// Codepad - Terminal Code Editor
// Copyright (C) 2024 Zhuo Zhang and Wuqi Zhang
//
// This program is free software: you can redistribute it and/or modify
// it under the terms of the GNU Affero General Public License as published by
// the Free Software Foundation, either version 3 of the License, or
// (at your option) any later version.
//
// This program is distributed in the hope that it will be useful,
// but WITHOUT ANY WARRANTY; without even the implied warranty of
// MERCHANTABILITY or FITNESS FOR A PARTICULAR PURPOSE. See the
// GNU Affero General Public License for more details.
//
// You should have received a copy of the GNU Affero General Public License
// along with this program. If not, see <https://www.gnu.org/licenses/>.

//! Adaptive layout management
//!
//! This module handles responsive layout switching based on terminal size
//! and computes where each panel goes.

use crate::panels::PanelType;
use ratatui::layout::{Constraint, Direction, Layout, Rect};

/// Layout types for different terminal sizes
#[derive(Debug, Clone, Copy, PartialEq, Eq)]
pub enum LayoutType {
    /// Files | editor | chat over debug (≥120 columns)
    Full,
    /// Editor over debug with chat beside (80-119 columns)
    Compact,
    /// Single panel mode with F-key switching (<80 columns)
    Mobile,
}

/// Where each panel is drawn; `None` when hidden
#[derive(Debug, Clone, Copy, Default, PartialEq, Eq)]
pub struct LayoutAreas {
    /// Status line
    pub status: Rect,
    /// Files panel
    pub files: Option<Rect>,
    /// Editor panel
    pub editor: Option<Rect>,
    /// Debug panel
    pub debug: Option<Rect>,
    /// Chat panel
    pub chat: Option<Rect>,
}

impl LayoutAreas {
    /// Area of `panel`, if visible
    pub fn get(&self, panel: PanelType) -> Option<Rect> {
        match panel {
            PanelType::Files => self.files,
            PanelType::Editor => self.editor,
            PanelType::Debug => self.debug,
            PanelType::Chat => self.chat,
        }
    }
}

/// Layout manager for responsive design
#[derive(Debug)]
pub struct LayoutManager {
    current_layout: LayoutType,
    terminal_width: u16,
    terminal_height: u16,
}

impl LayoutManager {
    /// Create a new layout manager with default values
    pub fn new() -> Self {
        Self { current_layout: LayoutType::Full, terminal_width: 80, terminal_height: 24 }
    }

    /// Update terminal dimensions and recalculate layout
    pub fn update_size(&mut self, width: u16, height: u16) {
        self.terminal_width = width;
        self.terminal_height = height;
        self.current_layout = self.calculate_layout_type();
    }

    fn calculate_layout_type(&self) -> LayoutType {
        if self.terminal_width >= 120 {
            LayoutType::Full
        } else if self.terminal_width >= 80 {
            LayoutType::Compact
        } else {
            LayoutType::Mobile
        }
    }

    /// Get current layout type
    pub fn layout_type(&self) -> LayoutType {
        self.current_layout
    }

    /// Get current terminal width
    pub fn width(&self) -> u16 {
        self.terminal_width
    }

    /// Get current terminal height
    pub fn height(&self) -> u16 {
        self.terminal_height
    }

    /// Check if current layout supports multiple visible panels
    pub fn supports_multiple_panels(&self) -> bool {
        matches!(self.current_layout, LayoutType::Full | LayoutType::Compact)
    }

    /// Get minimum width for this layout type
    pub fn min_width_for_layout(layout: LayoutType) -> u16 {
        match layout {
            LayoutType::Full => 120,
            LayoutType::Compact => 80,
            LayoutType::Mobile => 1,
        }
    }

    /// Panels drawn while `focused` has focus, in Tab order
    ///
    /// The compact layout shares one slot between files and editor; it shows
    /// the file tree only while the tree is focused.
    pub fn visible_panels(&self, focused: PanelType) -> Vec<PanelType> {
        match self.current_layout {
            LayoutType::Full => {
                vec![PanelType::Files, PanelType::Editor, PanelType::Chat, PanelType::Debug]
            }
            LayoutType::Compact => {
                let main =
                    if focused == PanelType::Files { PanelType::Files } else { PanelType::Editor };
                vec![main, PanelType::Debug, PanelType::Chat]
            }
            LayoutType::Mobile => vec![focused],
        }
    }

    /// Split `area` for the current layout type
    pub fn split(&self, area: Rect, focused: PanelType) -> LayoutAreas {
        let rows = Layout::default()
            .direction(Direction::Vertical)
            .constraints([Constraint::Length(1), Constraint::Fill(1)])
            .split(area);
        let mut areas = LayoutAreas { status: rows[0], ..Default::default() };
        let body = rows[1];

        match self.current_layout {
            LayoutType::Full => {
                let main = Layout::default()
                    .direction(Direction::Vertical)
                    .constraints([Constraint::Percentage(70), Constraint::Percentage(30)])
                    .split(body);
                let top = Layout::default()
                    .direction(Direction::Horizontal)
                    .constraints([
                        Constraint::Percentage(20),
                        Constraint::Percentage(50),
                        Constraint::Percentage(30),
                    ])
                    .split(main[0]);
                areas.files = Some(top[0]);
                areas.editor = Some(top[1]);
                areas.chat = Some(top[2]);
                areas.debug = Some(main[1]);
            }
            LayoutType::Compact => {
                let columns = Layout::default()
                    .direction(Direction::Horizontal)
                    .constraints([Constraint::Percentage(65), Constraint::Percentage(35)])
                    .split(body);
                let left = Layout::default()
                    .direction(Direction::Vertical)
                    .constraints([Constraint::Percentage(65), Constraint::Percentage(35)])
                    .split(columns[0]);
                if focused == PanelType::Files {
                    areas.files = Some(left[0]);
                } else {
                    areas.editor = Some(left[0]);
                }
                areas.debug = Some(left[1]);
                areas.chat = Some(columns[1]);
            }
            LayoutType::Mobile => match focused {
                PanelType::Files => areas.files = Some(body),
                PanelType::Editor => areas.editor = Some(body),
                PanelType::Debug => areas.debug = Some(body),
                PanelType::Chat => areas.chat = Some(body),
            },
        }

        areas
    }
}

impl Default for LayoutManager {
    fn default() -> Self {
        Self::new()
    }
}

#[cfg(test)]
mod tests {
    use super::*;

    #[test]
    fn test_layout_calculation() {
        let mut manager = LayoutManager::new();

        manager.update_size(120, 30);
        assert_eq!(manager.layout_type(), LayoutType::Full);

        manager.update_size(100, 30);
        assert_eq!(manager.layout_type(), LayoutType::Compact);

        manager.update_size(60, 20);
        assert_eq!(manager.layout_type(), LayoutType::Mobile);
    }

    #[test]
    fn test_multiple_panels_support() {
        let mut manager = LayoutManager::new();

        manager.update_size(120, 30);
        assert!(manager.supports_multiple_panels());

        manager.update_size(100, 30);
        assert!(manager.supports_multiple_panels());

        manager.update_size(60, 20);
        assert!(!manager.supports_multiple_panels());
    }

    #[test]
    fn test_min_widths() {
        assert_eq!(LayoutManager::min_width_for_layout(LayoutType::Full), 120);
        assert_eq!(LayoutManager::min_width_for_layout(LayoutType::Compact), 80);
        assert_eq!(LayoutManager::min_width_for_layout(LayoutType::Mobile), 1);
    }

    #[test]
    fn test_full_split_shows_every_panel() {
        let mut manager = LayoutManager::new();
        manager.update_size(150, 40);
        let areas = manager.split(Rect::new(0, 0, 150, 40), PanelType::Editor);

        assert_eq!(areas.status.height, 1);
        let files = areas.files.unwrap();
        let editor = areas.editor.unwrap();
        let chat = areas.chat.unwrap();
        let debug = areas.debug.unwrap();
        assert!(files.x < editor.x && editor.x < chat.x);
        assert_eq!(debug.width, 150);
        assert!(debug.y > editor.y);
    }

    #[test]
    fn test_compact_split_shares_main_slot() {
        let mut manager = LayoutManager::new();
        manager.update_size(100, 30);
        let area = Rect::new(0, 0, 100, 30);

        let areas = manager.split(area, PanelType::Chat);
        assert!(areas.files.is_none());
        assert!(areas.editor.is_some());
        assert_eq!(
            manager.visible_panels(PanelType::Chat),
            vec![PanelType::Editor, PanelType::Debug, PanelType::Chat]
        );

        let areas = manager.split(area, PanelType::Files);
        assert_eq!(areas.files, manager.split(area, PanelType::Editor).editor);
        assert!(areas.editor.is_none());
    }

    #[test]
    fn test_mobile_split_shows_focused_only() {
        let mut manager = LayoutManager::new();
        manager.update_size(60, 20);
        let areas = manager.split(Rect::new(0, 0, 60, 20), PanelType::Debug);

        assert_eq!(areas.debug, Some(Rect::new(0, 1, 60, 19)));
        assert!(areas.files.is_none() && areas.editor.is_none() && areas.chat.is_none());
        assert_eq!(manager.visible_panels(PanelType::Debug), vec![PanelType::Debug]);
    }
}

*Task description*. Search the data above for the string "derive" and copy each line that has it.

*Answer to this problem*.
#[derive(Debug, Clone, Copy, PartialEq, Eq)]
#[derive(Debug, Clone, Copy, Default, PartialEq, Eq)]
#[derive(Debug)]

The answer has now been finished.